## [EXERCISE PROMPT]
Write each record again exactly as it stands.

## [DATA FOR THIS TASK]
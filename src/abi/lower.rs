//! Encoding values into a flat sink.

use crate::abi::error::{CanonicalAbiError, Result};
use crate::abi::flat::{widen, FlatValue};
use crate::abi::lift::{canonical_f32, canonical_f64};
use crate::abi::memory::GuestMemory;
use crate::abi::store::{option_parts, store_buffer, store_list};
use crate::abi::string;
use crate::abi::CanonOptions;
use crate::types::{FlagsRepr, ValType, VariantLayout};
use crate::value::Value;

impl ValType {
    /// Lower `value` into the flat sink `dst`.
    ///
    /// Appends exactly [`flat_count`] slots. Variable-length bodies
    /// (string bytes, list elements) are allocated in `mem` and
    /// referenced by pointer slots.
    ///
    /// [`flat_count`]: ValType::flat_count
    pub fn lower<M: GuestMemory + ?Sized>(
        &self,
        mem: &mut M,
        value: &Value,
        dst: &mut Vec<FlatValue>,
        opts: &CanonOptions,
    ) -> Result<()> {
        match self {
            ValType::Bool => dst.push(FlatValue::I32(value.expect_bool()? as i32)),
            ValType::U8 => dst.push(FlatValue::I32(value.expect_u8()? as i32)),
            ValType::U16 => dst.push(FlatValue::I32(value.expect_u16()? as i32)),
            ValType::U32 => dst.push(FlatValue::I32(value.expect_u32()? as i32)),
            ValType::U64 => dst.push(FlatValue::I64(value.expect_u64()? as i64)),
            // Signed integers travel as their unsigned wire pattern.
            ValType::S8 => dst.push(FlatValue::I32(value.expect_s8()? as u8 as i32)),
            ValType::S16 => dst.push(FlatValue::I32(value.expect_s16()? as u16 as i32)),
            ValType::S32 => dst.push(FlatValue::I32(value.expect_s32()?)),
            ValType::S64 => dst.push(FlatValue::I64(value.expect_s64()?)),
            ValType::F32 => dst.push(FlatValue::F32(canonical_f32(value.expect_f32()?))),
            ValType::F64 => dst.push(FlatValue::F64(canonical_f64(value.expect_f64()?))),
            ValType::Char => dst.push(FlatValue::I32(value.expect_char()? as u32 as i32)),
            ValType::String => {
                let (body, units) =
                    string::store(mem, value.expect_str()?, opts.string_encoding)?;
                dst.push(FlatValue::I32(body as i32));
                dst.push(FlatValue::I32(units as i32));
            }
            ValType::List(l) => {
                let (body, len) = store_list(mem, l.element(), value.expect_list()?, opts)?;
                dst.push(FlatValue::I32(body as i32));
                dst.push(FlatValue::I32(len as i32));
            }
            ValType::Buffer(kind) => {
                let buffer = value.expect_buffer()?;
                if buffer.kind() != *kind {
                    return Err(CanonicalAbiError::mismatch(
                        format!("{kind:?} buffer"),
                        format!("{:?} buffer", buffer.kind()),
                    ));
                }
                let (body, len) = store_buffer(mem, buffer)?;
                dst.push(FlatValue::I32(body as i32));
                dst.push(FlatValue::I32(len as i32));
            }
            ValType::Record(r) => {
                let fields = value.expect_record()?;
                for field in r.fields() {
                    let (_, field_value) = fields
                        .iter()
                        .find(|(name, _)| name == &field.name)
                        .ok_or_else(|| {
                            CanonicalAbiError::mismatch(
                                format!("record field `{}`", field.name),
                                "missing",
                            )
                        })?;
                    field.ty.lower(mem, field_value, dst, opts)?;
                }
            }
            ValType::Tuple(t) => {
                let items = value.expect_tuple()?;
                if items.len() != t.items().len() {
                    return Err(CanonicalAbiError::mismatch(
                        format!("tuple of {} items", t.items().len()),
                        format!("tuple of {} items", items.len()),
                    ));
                }
                for (item_ty, item) in t.items().iter().zip(items) {
                    item_ty.lower(mem, item, dst, opts)?;
                }
            }
            ValType::Variant(v) => {
                let (case, payload) = value.expect_variant()?;
                let case_ty = v.cases().get(case as usize).ok_or_else(|| {
                    CanonicalAbiError::validation(
                        "variant",
                        format!("case {case} out of range for {} cases", v.cases().len()),
                    )
                })?;
                dst.push(FlatValue::I32(case as i32));
                lower_payload(mem, case_ty.as_ref(), payload, &v.layout, dst, opts)?;
            }
            ValType::Enum(e) => {
                let case = value.expect_enum()?;
                if case >= e.case_count() {
                    return Err(CanonicalAbiError::validation(
                        "enum",
                        format!("case {case} out of range for {} cases", e.case_count()),
                    ));
                }
                dst.push(FlatValue::I32(case as i32));
            }
            ValType::Flags(f) => {
                let flags = value.expect_flags()?;
                if flags.ty().names() != f.names() {
                    return Err(CanonicalAbiError::mismatch(
                        format!("flags over {:?}", f.names()),
                        format!("flags over {:?}", flags.ty().names()),
                    ));
                }
                if f.repr() != FlagsRepr::Empty {
                    for word in flags.words() {
                        dst.push(FlatValue::I32(*word as i32));
                    }
                }
            }
            ValType::Option(o) => {
                let (disc, payload) = option_parts(value, opts)?;
                dst.push(FlatValue::I32(disc as i32));
                let case_ty = payload.is_some().then_some(o.payload());
                lower_payload(mem, case_ty, payload, &o.layout, dst, opts)?;
            }
            ValType::Result(r) => match value.expect_result()? {
                Ok(ok) => {
                    dst.push(FlatValue::I32(0));
                    lower_payload(mem, r.ok(), ok.as_deref(), &r.layout, dst, opts)?;
                }
                Err(err) => {
                    dst.push(FlatValue::I32(1));
                    lower_payload(mem, r.err(), err.as_deref(), &r.layout, dst, opts)?;
                }
            },
            ValType::Own(_) | ValType::Borrow(_) | ValType::Resource(_) => {
                dst.push(FlatValue::I32(value.expect_resource()? as i32))
            }
        }
        Ok(())
    }
}

/// Lower one case's payload to its own slot types, widen each slot to
/// the joined type, and pad the unused tail with typed zeros.
fn lower_payload<M: GuestMemory + ?Sized>(
    mem: &mut M,
    case_ty: Option<&ValType>,
    payload: Option<&Value>,
    layout: &VariantLayout,
    dst: &mut Vec<FlatValue>,
    opts: &CanonOptions,
) -> Result<()> {
    let mut own_slots = Vec::new();
    match (case_ty, payload) {
        (Some(ty), Some(payload)) => ty.lower(mem, payload, &mut own_slots, opts)?,
        (None, None) => {}
        (Some(_), None) => return Err(CanonicalAbiError::mismatch("case payload", "missing")),
        (None, Some(payload)) => {
            return Err(CanonicalAbiError::mismatch("no payload", payload.kind_name()))
        }
    }
    for (i, joined) in layout.flat[1..].iter().enumerate() {
        match own_slots.get(i) {
            Some(slot) => dst.push(widen(*slot, *joined)?),
            None => dst.push(FlatValue::zero(*joined)),
        }
    }
    Ok(())
}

## [RESPONSE]
filename src/abi/lower.rs
//! Encoding values into a flat sink.

use crate::abi::error::{CanonicalAbiError, Result};
use crate::abi::flat::{widen, FlatValue};
use crate::abi::lift::{canonical_f32, canonical_f64};
use crate::abi::memory::GuestMemory;
use crate::abi::store::{option_parts, store_buffer, store_list};
use crate::abi::string;
use crate::abi::CanonOptions;
use crate::types::{FlagsRepr, ValType, VariantLayout};
use crate::value::Value;

impl ValType {
    /// Lower `value` into the flat sink `dst`.
    ///
    /// Appends exactly [`flat_count`] slots. Variable-length bodies
    /// (string bytes, list elements) are allocated in `mem` and
    /// referenced by pointer slots.
    ///
    /// [`flat_count`]: ValType::flat_count
    pub fn lower<M: GuestMemory + ?Sized>(
        &self,
        mem: &mut M,
        value: &Value,
        dst: &mut Vec<FlatValue>,
        opts: &CanonOptions,
    ) -> Result<()> {
        match self {
            ValType::Bool => dst.push(FlatValue::I32(value.expect_bool()? as i32)),
            ValType::U8 => dst.push(FlatValue::I32(value.expect_u8()? as i32)),
            ValType::U16 => dst.push(FlatValue::I32(value.expect_u16()? as i32)),
            ValType::U32 => dst.push(FlatValue::I32(value.expect_u32()? as i32)),
            ValType::U64 => dst.push(FlatValue::I64(value.expect_u64()? as i64)),
            // Signed integers travel as their unsigned wire pattern.
            ValType::S8 => dst.push(FlatValue::I32(value.expect_s8()? as u8 as i32)),
            ValType::S16 => dst.push(FlatValue::I32(value.expect_s16()? as u16 as i32)),
            ValType::S32 => dst.push(FlatValue::I32(value.expect_s32()?)),
            ValType::S64 => dst.push(FlatValue::I64(value.expect_s64()?)),
            ValType::F32 => dst.push(FlatValue::F32(canonical_f32(value.expect_f32()?))),
            ValType::F64 => dst.push(FlatValue::F64(canonical_f64(value.expect_f64()?))),
            ValType::Char => dst.push(FlatValue::I32(value.expect_char()? as u32 as i32)),
            ValType::String => {
                let (body, units) =
                    string::store(mem, value.expect_str()?, opts.string_encoding)?;
                dst.push(FlatValue::I32(body as i32));
                dst.push(FlatValue::I32(units as i32));
            }
            ValType::List(l) => {
                let (body, len) = store_list(mem, l.element(), value.expect_list()?, opts)?;
                dst.push(FlatValue::I32(body as i32));
                dst.push(FlatValue::I32(len as i32));
            }
            ValType::Buffer(kind) => {
                let buffer = value.expect_buffer()?;
                if buffer.kind() != *kind {
                    return Err(CanonicalAbiError::mismatch(
                        format!("{kind:?} buffer"),
                        format!("{:?} buffer", buffer.kind()),
                    ));
                }
                let (body, len) = store_buffer(mem, buffer)?;
                dst.push(FlatValue::I32(body as i32));
                dst.push(FlatValue::I32(len as i32));
            }
            ValType::Record(r) => {
                let fields = value.expect_record()?;
                for field in r.fields() {
                    let (_, field_value) = fields
                        .iter()
                        .find(|(name, _)| name == &field.name)
                        .ok_or_else(|| {
                            CanonicalAbiError::mismatch(
                                format!("record field `{}`", field.name),
                                "missing",
                            )
                        })?;
                    field.ty.lower(mem, field_value, dst, opts)?;
                }
            }
            ValType::Tuple(t) => {
                let items = value.expect_tuple()?;
                if items.len() != t.items().len() {
                    return Err(CanonicalAbiError::mismatch(
                        format!("tuple of {} items", t.items().len()),
                        format!("tuple of {} items", items.len()),
                    ));
                }
                for (item_ty, item) in t.items().iter().zip(items) {
                    item_ty.lower(mem, item, dst, opts)?;
                }
            }
            ValType::Variant(v) => {
                let (case, payload) = value.expect_variant()?;
                let case_ty = v.cases().get(case as usize).ok_or_else(|| {
                    CanonicalAbiError::validation(
                        "variant",
                        format!("case {case} out of range for {} cases", v.cases().len()),
                    )
                })?;
                dst.push(FlatValue::I32(case as i32));
                lower_payload(mem, case_ty.as_ref(), payload, &v.layout, dst, opts)?;
            }
            ValType::Enum(e) => {
                let case = value.expect_enum()?;
                if case >= e.case_count() {
                    return Err(CanonicalAbiError::validation(
                        "enum",
                        format!("case {case} out of range for {} cases", e.case_count()),
                    ));
                }
                dst.push(FlatValue::I32(case as i32));
            }
            ValType::Flags(f) => {
                let flags = value.expect_flags()?;
                if flags.ty().names() != f.names() {
                    return Err(CanonicalAbiError::mismatch(
                        format!("flags over {:?}", f.names()),
                        format!("flags over {:?}", flags.ty().names()),
                    ));
                }
                if f.repr() != FlagsRepr::Empty {
                    for word in flags.words() {
                        dst.push(FlatValue::I32(*word as i32));
                    }
                }
            }
            ValType::Option(o) => {
                let (disc, payload) = option_parts(value, opts)?;
                dst.push(FlatValue::I32(disc as i32));
                let case_ty = payload.is_some().then_some(o.payload());
                lower_payload(mem, case_ty, payload, &o.layout, dst, opts)?;
            }
            ValType::Result(r) => match value.expect_result()? {
                Ok(ok) => {
                    dst.push(FlatValue::I32(0));
                    lower_payload(mem, r.ok(), ok.as_deref(), &r.layout, dst, opts)?;
                }
                Err(err) => {
                    dst.push(FlatValue::I32(1));
                    lower_payload(mem, r.err(), err.as_deref(), &r.layout, dst, opts)?;
                }
            },
            ValType::Own(_) | ValType::Borrow(_) | ValType::Resource(_) => {
                dst.push(FlatValue::I32(value.expect_resource()? as i32))
            }
        }
        Ok(())
    }
}

/// Lower one case's payload to its own slot types, widen each slot to
/// the joined type, and pad the unused tail with typed zeros.
fn lower_payload<M: GuestMemory + ?Sized>(
    mem: &mut M,
    case_ty: Option<&ValType>,
    payload: Option<&Value>,
    layout: &VariantLayout,
    dst: &mut Vec<FlatValue>,
    opts: &CanonOptions,
) -> Result<()> {
    let mut own_slots = Vec::new();
    match (case_ty, payload) {
        (Some(ty), Some(payload)) => ty.lower(mem, payload, &mut own_slots, opts)?,
        (None, None) => {}
        (Some(_), None) => return Err(CanonicalAbiError::mismatch("case payload", "missing")),
        (None, Some(payload)) => {
            return Err(CanonicalAbiError::mismatch("no payload", payload.kind_name()))
        }
    }
    for (i, joined) in layout.flat[1..].iter().enumerate() {
        match own_slots.get(i) {
            Some(slot) => dst.push(widen(*slot, *joined)?),
            None => dst.push(FlatValue::zero(*joined)),
        }
    }
    Ok(())
}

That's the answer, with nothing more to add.